The records that follow must all be duplicated exactly.

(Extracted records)
========================================================================
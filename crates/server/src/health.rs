//! `GET /health` liveness route

use axum::{extract::State, response::Json, routing::get, Router};
use chrono::{DateTime, Utc};
use serde_json::{json, Value};
use std::sync::Arc;
use std::time::Instant;

#[derive(Debug, Clone)]
pub struct HealthState {
    pub service_name: String,
    started: Instant,
    started_at: DateTime<Utc>,
}

impl HealthState {
    pub fn new(service_name: impl Into<String>) -> Self {
        Self {
            service_name: service_name.into(),
            started: Instant::now(),
            started_at: Utc::now(),
        }
    }

    pub fn uptime_seconds(&self) -> u64 {
        self.started.elapsed().as_secs()
    }
}

pub async fn health_handler(State(state): State<Arc<HealthState>>) -> Json<Value> {
    Json(json!({
        "status": "ok",
        "service": state.service_name,
        "version": env!("CARGO_PKG_VERSION"),
        "startedAt": state.started_at.to_rfc3339(),
        "uptimeSeconds": state.uptime_seconds(),
    }))
}

/// Liveness route, merged into the service router
pub fn health_routes(state: Arc<HealthState>) -> Router {
    Router::new()
        .route("/health", get(health_handler))
        .with_state(state)
}

#[cfg(test)]
mod tests {
    use super::*;

    #[tokio::test]
    async fn test_health_handler() {
        let state = Arc::new(HealthState::new("matchd"));
        let Json(body) = health_handler(State(state)).await;

        assert_eq!(body["status"], "ok");
        assert_eq!(body["service"], "matchd");
        assert_eq!(body["uptimeSeconds"], 0);
        assert!(body["startedAt"].as_str().is_some());
    }
}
========================================================================
> [Solution for this exercise]:
filename crates/server/src/health.rs
//! `GET /health` liveness route

use axum::{extract::State, response::Json, routing::get, Router};
use chrono::{DateTime, Utc};
use serde_json::{json, Value};
use std::sync::Arc;
use std::time::Instant;

#[derive(Debug, Clone)]
pub struct HealthState {
    pub service_name: String,
    started: Instant,
    started_at: DateTime<Utc>,
}

impl HealthState {
    pub fn new(service_name: impl Into<String>) -> Self {
        Self {
            service_name: service_name.into(),
            started: Instant::now(),
            started_at: Utc::now(),
        }
    }

    pub fn uptime_seconds(&self) -> u64 {
        self.started.elapsed().as_secs()
    }
}

pub async fn health_handler(State(state): State<Arc<HealthState>>) -> Json<Value> {
    Json(json!({
        "status": "ok",
        "service": state.service_name,
        "version": env!("CARGO_PKG_VERSION"),
        "startedAt": state.started_at.to_rfc3339(),
        "uptimeSeconds": state.uptime_seconds(),
    }))
}

/// Liveness route, merged into the service router
pub fn health_routes(state: Arc<HealthState>) -> Router {
    Router::new()
        .route("/health", get(health_handler))
        .with_state(state)
}

#[cfg(test)]
mod tests {
    use super::*;

    #[tokio::test]
    async fn test_health_handler() {
        let state = Arc::new(HealthState::new("matchd"));
        let Json(body) = health_handler(State(state)).await;

        assert_eq!(body["status"], "ok");
        assert_eq!(body["service"], "matchd");
        assert_eq!(body["uptimeSeconds"], 0);
        assert!(body["startedAt"].as_str().is_some());
    }
}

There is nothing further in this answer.